-------- Task inputs

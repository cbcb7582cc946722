use crate::joiner::{Joiner, Statement};
use crate::{Container, Entry, Error, Value};
use std::borrow::Cow;
use std::path::Path;
use std::str::FromStr;

/// Statements between two progress reports.
const PROGRESS_INTERVAL: usize = 100;

/// Lazily builds the top-level objects of a PZ3 text.
///
/// Every `{` opens a container and every `}` closes one; a container closed with no
/// other container open is yielded. Structural errors end the stream.
pub struct ObjectStream<'a, P = fn(f64)> {
    joiner: Joiner<'a>,
    stack: Vec<Container>,
    statements: usize,
    progress: Option<P>,
    finished: bool,
}

impl<'a> ObjectStream<'a> {
    pub fn new(input: &'a str) -> Self {
        Self {
            joiner: Joiner::new(input),
            stack: Vec::new(),
            statements: 0,
            progress: None,
            finished: false,
        }
    }
}

impl<'a, P: FnMut(f64)> ObjectStream<'a, P> {
    /// Reports the consumed fraction of the input every few statements.
    pub fn with_progress(input: &'a str, progress: P) -> Self {
        Self {
            joiner: Joiner::new(input),
            stack: Vec::new(),
            statements: 0,
            progress: Some(progress),
            finished: false,
        }
    }

    /// Current nesting depth.
    pub fn depth(&self) -> usize {
        self.stack.len()
    }

    fn report(&mut self, position: f64) {
        if let Some(progress) = self.progress.as_mut() {
            progress(position);
        }
    }

    fn handle(&mut self, statement: Statement<'_>) -> Result<Option<Container>, Error> {
        match statement.keyword() {
            "{" => {
                self.stack.push(Container::new());
                Ok(None)
            }
            "}" => {
                let finished = self.stack.pop().ok_or(Error::UnbalancedClose {
                    offset: statement.keyword.offset,
                    line: statement.keyword.line,
                })?;
                let Some(current) = self.stack.last_mut() else {
                    return Ok(Some(finished));
                };
                match current.last_mut() {
                    Some(Entry::Attribute(attribute)) => {
                        attribute.push_arg(Value::Object(finished));
                    }
                    // Two opening braces in a row.
                    _ => current.push(Entry::Block(finished)),
                }
                Ok(None)
            }
            keyword => {
                let current = self
                    .stack
                    .last_mut()
                    .ok_or_else(|| Error::StatementOutsideBlock {
                        keyword: keyword.to_string(),
                        offset: statement.keyword.offset,
                        line: statement.keyword.line,
                    })?;
                let args = statement.arg_texts().map(Value::from_raw).collect();
                current.push(Entry::Attribute(crate::Attribute::new(keyword, args)));
                Ok(None)
            }
        }
    }
}

impl<P: FnMut(f64)> Iterator for ObjectStream<'_, P> {
    type Item = Result<Container, Error>;

    fn next(&mut self) -> Option<Self::Item> {
        if self.finished {
            return None;
        }
        while let Some(statement) = self.joiner.next_statement() {
            self.statements += 1;
            if self.statements % PROGRESS_INTERVAL == 0 {
                let position = self.joiner.position();
                log::trace!("{} statements, {:.0}%", self.statements, position * 100.0);
                self.report(position);
            }
            match self.handle(statement) {
                Ok(Some(object)) => return Some(Ok(object)),
                Ok(None) => {}
                Err(err) => {
                    self.finished = true;
                    return Some(Err(err));
                }
            }
        }
        self.finished = true;
        self.report(1.0);
        if self.stack.is_empty() {
            None
        } else {
            Some(Err(Error::UnclosedBlock {
                depth: self.stack.len(),
                line: self.joiner.line(),
            }))
        }
    }
}

/// All top-level objects of one PZ3/CR2 file.
#[derive(Clone, Debug, Default, PartialEq)]
#[cfg_attr(feature = "json", derive(serde::Serialize, serde::Deserialize))]
#[cfg_attr(feature = "json", serde(transparent))]
pub struct Document {
    pub objects: Vec<Container>,
}

impl Document {
    pub fn parse(input: &str) -> Result<Self, Error> {
        let objects = ObjectStream::new(input).collect::<Result<Vec<_>, _>>()?;
        log::debug!("parsed {} top-level object(s)", objects.len());
        Ok(Self { objects })
    }

    pub fn parse_with_progress(input: &str, progress: impl FnMut(f64)) -> Result<Self, Error> {
        let objects = ObjectStream::with_progress(input, progress).collect::<Result<Vec<_>, _>>()?;
        Ok(Self { objects })
    }

    #[allow(clippy::should_implement_trait)]
    pub fn from_str(input: &str) -> Result<Self, Error> {
        Self::parse(input)
    }

    /// Parses raw file contents; text that is not UTF-8 is read as Latin-1.
    pub fn from_bytes(bytes: &[u8]) -> Result<Self, Error> {
        Self::parse(&decode_text(bytes))
    }

    pub fn open(path: impl AsRef<Path>) -> Result<Self, Error> {
        let path = path.as_ref();
        let bytes = std::fs::read(path).map_err(|source| Error::Io {
            path: path.display().to_string(),
            source,
        })?;
        Self::from_bytes(&bytes)
    }

    /// The only top-level object, or the first one if there are several.
    pub fn root(&self) -> Option<&Container> {
        self.objects.first()
    }
}

impl FromStr for Document {
    type Err = Error;

    fn from_str(s: &str) -> Result<Self, Self::Err> {
        Self::parse(s)
    }
}

pub fn decode_text(bytes: &[u8]) -> Cow<'_, str> {
    match std::str::from_utf8(bytes) {
        Ok(text) => Cow::Borrowed(text),
        Err(_) => Cow::Owned(bytes.iter().map(|&b| char::from(b)).collect()),
    }
}
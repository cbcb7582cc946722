use crate::{Document, Error};

impl Document {
    /// Encodes the object tree as JSON: a block is an array of entries, an attribute is
    /// `{"key": ..., "args": [...]}`.
    pub fn to_json_string(&self) -> Result<String, Error> {
        serde_json::to_string_pretty(self).map_err(|e| Error::Json {
            message: e.to_string(),
        })
    }

    pub fn from_json_str(input: &str) -> Result<Self, Error> {
        serde_json::from_str(input).map_err(|e| Error::Json {
            message: e.to_string(),
        })
    }
}
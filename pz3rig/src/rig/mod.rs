mod armature;
mod bone;
mod scene;
mod transform;
mod weight;

pub use armature::*;
pub use bone::*;
pub use scene::*;
pub use transform::*;
pub use weight::*;


#[cfg(test)]
mod transform_tests;

#[cfg(test)]
mod weight_tests;
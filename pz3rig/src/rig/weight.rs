//! Per-vertex weight maps handed to the host's vertex-group painting.

use super::bone::{Axis, Bone};
use crate::Error;
use glam::{DMat4, DVec3};
use std::collections::HashMap;

/// Domain end of maps that do not restrict their domain.
pub const UNBOUNDED_DOMAIN_END: usize = 1_000_000_000;

/// Weights at or below this are not worth a vertex-group entry.
pub const DEFAULT_MIN_WEIGHT: f32 = 0.01;

/// A weight for every vertex index; indices outside [`WeightMap::domain`] weigh 0.
pub trait WeightMap {
    /// Half-open index range `[start, end)` the map is defined on.
    fn domain(&self) -> (usize, usize) {
        (0, UNBOUNDED_DOMAIN_END)
    }

    fn weight(&self, index: usize) -> f32;
}

/// Intersects `domain` with the vertex range of a mesh.
pub fn clip_domain(domain: (usize, usize), vertex_count: usize) -> (usize, usize) {
    (domain.0, domain.1.min(vertex_count))
}

/// `(index, weight)` for every vertex of a mesh whose weight exceeds `min_weight`.
pub fn collect_weights(
    map: &impl WeightMap,
    vertex_count: usize,
    min_weight: f32,
) -> Vec<(usize, f32)> {
    let (start, end) = clip_domain(map.domain(), vertex_count);
    (start..end)
        .filter_map(|i| {
            let w = map.weight(i);
            (w > min_weight).then_some((i, w))
        })
        .collect()
}

/// Angle in `[0, 360)` degrees of a point projected onto the XY plane, +X at 0.
pub fn plane_angle(point: DVec3) -> f64 {
    let angle = point.y.atan2(point.x).to_degrees();
    if angle < 0.0 { angle + 360.0 } else { angle }
}

/// Weights stored per vertex index.
#[derive(Clone, Debug, Default)]
pub struct TableMap {
    weights: HashMap<usize, f32>,
    domain: (usize, usize),
}

impl TableMap {
    pub fn new(indices: &[usize], weights: &[f32]) -> Result<Self, Error> {
        if indices.len() != weights.len() {
            return Err(Error::WeightTableMismatch {
                indices: indices.len(),
                weights: weights.len(),
            });
        }
        let domain = match (indices.iter().min(), indices.iter().max()) {
            (Some(&lo), Some(&hi)) => (lo, hi + 1),
            _ => (0, 0),
        };
        Ok(Self {
            weights: indices.iter().copied().zip(weights.iter().copied()).collect(),
            domain,
        })
    }
}

impl WeightMap for TableMap {
    fn domain(&self) -> (usize, usize) {
        self.domain
    }

    fn weight(&self, index: usize) -> f32 {
        self.weights.get(&index).copied().unwrap_or(0.0)
    }
}

/// Turns vertex coordinates in a bone's falloff frame into a weight.
///
/// The angular, z-distance and sphere falloff curves are supplied by the caller.
pub trait Falloff {
    fn weight(&self, local: DVec3) -> f32;
}

impl<F: Fn(DVec3) -> f32> Falloff for F {
    fn weight(&self, local: DVec3) -> f32 {
        self(local)
    }
}

/// Weights computed from transformed vertex positions.
pub struct TransformMap<L, F> {
    lookup: L,
    transform: DMat4,
    falloff: F,
    domain: Option<(usize, usize)>,
}

impl<L, F> TransformMap<L, F>
where
    L: Fn(usize) -> DVec3,
    F: Falloff,
{
    /// `lookup` maps a vertex index to its world-space position.
    pub fn new(lookup: L, transform: DMat4, falloff: F) -> Self {
        Self {
            lookup,
            transform,
            falloff,
            domain: None,
        }
    }

    /// A map evaluated in `bone`'s falloff frame for `axis`.
    pub fn for_bone(bone: &Bone, axis: Axis, lookup: L, falloff: F) -> Self {
        Self::new(lookup, bone.weight_angle_transform(axis), falloff)
    }

    pub fn with_domain(mut self, start: usize, end: usize) -> Self {
        self.domain = Some((start, end));
        self
    }

    pub fn local_coords(&self, index: usize) -> DVec3 {
        self.transform.transform_point3((self.lookup)(index))
    }
}

impl<L, F> WeightMap for TransformMap<L, F>
where
    L: Fn(usize) -> DVec3,
    F: Falloff,
{
    fn domain(&self) -> (usize, usize) {
        self.domain.unwrap_or((0, UNBOUNDED_DOMAIN_END))
    }

    fn weight(&self, index: usize) -> f32 {
        self.falloff.weight(self.local_coords(index))
    }
}
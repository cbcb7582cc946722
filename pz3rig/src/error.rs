use thiserror::Error;

#[derive(Debug, Error)]
pub enum Error {
    #[error("failed to read '{path}': {source}")]
    Io {
        path: String,
        #[source]
        source: std::io::Error,
    },

    #[error("unbalanced '}}' at line {line} (offset {offset})")]
    UnbalancedClose { offset: usize, line: usize },

    #[error("statement '{keyword}' outside of any block at line {line} (offset {offset})")]
    StatementOutsideBlock {
        keyword: String,
        offset: usize,
        line: usize,
    },

    #[error("input ended with {depth} unclosed block(s) at line {line}")]
    UnclosedBlock { depth: usize, line: usize },

    #[error("no such key '{key}'")]
    MissingKey { key: String },

    #[error("ambiguous key '{key}' ({count} matches)")]
    AmbiguousKey { key: String, count: usize },

    #[error("attribute '{key}' has no block")]
    MissingChild { key: String },

    #[error("attribute '{key}' has no argument {index}")]
    MissingArgument { key: String, index: usize },

    #[error("argument {index} of '{key}' is not a number: {value}")]
    NotANumber {
        key: String,
        index: usize,
        value: String,
    },

    #[error("argument {index} of '{key}' is not a string")]
    NotAString { key: String, index: usize },

    #[error("invalid rotation order '{order}' for bone '{bone}'")]
    MalformedRotationOrder { bone: String, order: String },

    #[error("bone '{id}' is defined more than once")]
    DuplicateBone { id: String },

    #[error("unknown bone '{id}'")]
    UnknownBone { id: String },

    #[error("unknown figure '{name}'")]
    UnknownFigure { name: String },

    #[error("bone '{bone}' is added to '{first}' and to '{second}'")]
    ConflictingParent {
        bone: String,
        first: String,
        second: String,
    },

    #[error("invalid rotation axis '{value}'")]
    InvalidAxis { value: String },

    #[error("weight table has {indices} indices but {weights} weights")]
    WeightTableMismatch { indices: usize, weights: usize },

    #[cfg(feature = "json")]
    #[error("invalid pz3 JSON: {message}")]
    Json { message: String },
}
use crate::{Attribute, Error, Value};
use glam::{DMat3, DVec3};
use std::fmt;
use std::str::FromStr;

/// Strips the `:<digits>` suffix Poser appends to actor names (`lShldr:1` → `lShldr`).
pub fn strip_suffix(name: &str) -> &str {
    match name.rsplit_once(':') {
        Some((head, tail)) if !tail.is_empty() && tail.bytes().all(|b| b.is_ascii_digit()) => {
            head
        }
        _ => name,
    }
}

#[derive(Copy, Clone, Debug, Eq, PartialEq, Hash)]
pub enum Axis {
    X,
    Y,
    Z,
}

impl Axis {
    pub fn unit(self) -> DVec3 {
        match self {
            Self::X => DVec3::X,
            Self::Y => DVec3::Y,
            Self::Z => DVec3::Z,
        }
    }

    pub fn from_char(c: char) -> Option<Self> {
        match c.to_ascii_lowercase() {
            'x' => Some(Self::X),
            'y' => Some(Self::Y),
            'z' => Some(Self::Z),
            _ => None,
        }
    }

    pub fn letter(self) -> char {
        match self {
            Self::X => 'x',
            Self::Y => 'y',
            Self::Z => 'z',
        }
    }
}

impl FromStr for Axis {
    type Err = Error;

    fn from_str(s: &str) -> Result<Self, Self::Err> {
        let mut chars = s.chars();
        match (chars.next().and_then(Axis::from_char), chars.next()) {
            (Some(axis), None) => Ok(axis),
            _ => Err(Error::InvalidAxis {
                value: s.to_string(),
            }),
        }
    }
}

/// Order in which a bone's rotation channels are declared. The first axis is the twist
/// axis.
#[derive(Copy, Clone, Debug, Eq, PartialEq, Hash)]
pub enum RotationOrder {
    Xyz,
    Xzy,
    Yxz,
    Yzx,
    Zxy,
    Zyx,
}

impl RotationOrder {
    pub const ALL: [RotationOrder; 6] = [
        Self::Xyz,
        Self::Xzy,
        Self::Yxz,
        Self::Yzx,
        Self::Zxy,
        Self::Zyx,
    ];

    /// Parses a permutation of `xyz`, in either case.
    pub fn from_axes(axes: &str) -> Option<Self> {
        match axes.to_ascii_lowercase().as_str() {
            "xyz" => Some(Self::Xyz),
            "xzy" => Some(Self::Xzy),
            "yxz" => Some(Self::Yxz),
            "yzx" => Some(Self::Yzx),
            "zxy" => Some(Self::Zxy),
            "zyx" => Some(Self::Zyx),
            _ => None,
        }
    }

    pub fn as_str(self) -> &'static str {
        match self {
            Self::Xyz => "xyz",
            Self::Xzy => "xzy",
            Self::Yxz => "yxz",
            Self::Yzx => "yzx",
            Self::Zxy => "zxy",
            Self::Zyx => "zyx",
        }
    }

    pub fn axes(self) -> [Axis; 3] {
        use Axis::{X, Y, Z};
        match self {
            Self::Xyz => [X, Y, Z],
            Self::Xzy => [X, Z, Y],
            Self::Yxz => [Y, X, Z],
            Self::Yzx => [Y, Z, X],
            Self::Zxy => [Z, X, Y],
            Self::Zyx => [Z, Y, X],
        }
    }

    pub fn twist_axis(self) -> Axis {
        self.axes()[0]
    }
}

impl fmt::Display for RotationOrder {
    fn fmt(&self, f: &mut fmt::Formatter<'_>) -> fmt::Result {
        f.write_str(self.as_str())
    }
}

/// One bone of a figure, extracted from an `actor` block.
///
/// `parent`/`children` are indices into the owning [`crate::Armature`] and are only set
/// while the armature links its bones.
#[derive(Clone, Debug)]
pub struct Bone {
    /// Reference name without the `:<digits>` suffix.
    pub id: String,
    /// Reference name as written after `actor`.
    pub ref_name: String,
    /// First argument of the actor's `name` attribute.
    pub display_name: Option<String>,
    pub origin: DVec3,
    /// Euler angles in degrees, applied in fixed X, Y, Z order.
    pub orientation: DVec3,
    pub rotation_order: RotationOrder,
    pub endpoint: Option<DVec3>,
    /// Declared parent id (`nonInkyParent`, else `parent`), suffix stripped.
    pub parent_id: Option<String>,

    pub(crate) parent: Option<usize>,
    pub(crate) children: Vec<usize>,
    pub(crate) rotation: DMat3,
}

impl Bone {
    pub fn new(
        ref_name: impl Into<String>,
        origin: DVec3,
        orientation: DVec3,
        rotation_order: RotationOrder,
    ) -> Self {
        let ref_name = ref_name.into();
        Self {
            id: strip_suffix(&ref_name).to_string(),
            ref_name,
            display_name: None,
            origin,
            orientation,
            rotation_order,
            endpoint: None,
            parent_id: None,
            parent: None,
            children: Vec::new(),
            rotation: super::transform::euler_xyz(orientation),
        }
    }

    pub fn with_endpoint(mut self, endpoint: DVec3) -> Self {
        self.endpoint = Some(endpoint);
        self
    }

    pub fn with_parent_id(mut self, parent: &str) -> Self {
        self.parent_id = Some(strip_suffix(parent).to_string());
        self
    }

    /// Reads a bone from an `actor <ref> { ... }` attribute that has a body.
    pub fn from_actor(actor: &Attribute) -> Result<Self, Error> {
        let ref_name = actor.text(0)?;
        let origin = actor.unique_attribute("origin")?.vector3()?;
        let orientation = actor.unique_attribute("orientation")?.vector3()?;
        let rotation_order = rotation_order_of(actor, ref_name)?;

        let mut bone = Self::new(ref_name, origin, orientation, rotation_order);
        if actor.contains("endPoint") {
            bone.endpoint = Some(actor.unique_attribute("endPoint")?.vector3()?);
        }
        let parent_key = if actor.contains("nonInkyParent") {
            Some("nonInkyParent")
        } else if actor.contains("parent") {
            Some("parent")
        } else {
            None
        };
        if let Some(key) = parent_key {
            bone.parent_id = Some(strip_suffix(actor.unique_attribute(key)?.text(0)?).to_string());
        }
        bone.display_name = actor
            .all_attributes("name")?
            .next()
            .and_then(|name| name.arg(0))
            .and_then(|value| match value {
                Value::Text(s) => Some(s.clone()),
                Value::Number(n) => Some(n.to_string()),
                Value::Object(_) => None,
            });
        Ok(bone)
    }

    pub fn parent_index(&self) -> Option<usize> {
        self.parent
    }

    pub fn child_indices(&self) -> &[usize] {
        &self.children
    }

    /// The endpoint, or the origin when the actor declares none.
    pub fn endpoint_or_origin(&self) -> DVec3 {
        self.endpoint.unwrap_or(self.origin)
    }
}

/// Collects the last letter of every `rotate*` channel in declaration order.
fn rotation_order_of(actor: &Attribute, bone: &str) -> Result<RotationOrder, Error> {
    let channels = actor.unique_attribute("channels")?;
    let order: String = channels
        .keys()?
        .into_iter()
        .filter(|key| key.starts_with("rotate"))
        .filter_map(|key| key.chars().last())
        .map(|c| c.to_ascii_lowercase())
        .collect();
    RotationOrder::from_axes(&order).ok_or_else(|| Error::MalformedRotationOrder {
        bone: bone.to_string(),
        order,
    })
}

----------------

**Exercise objective:** Counting only lines that contain the word "level", state how many appear in the entries, and add nothing.

**Response for this exercise:** 4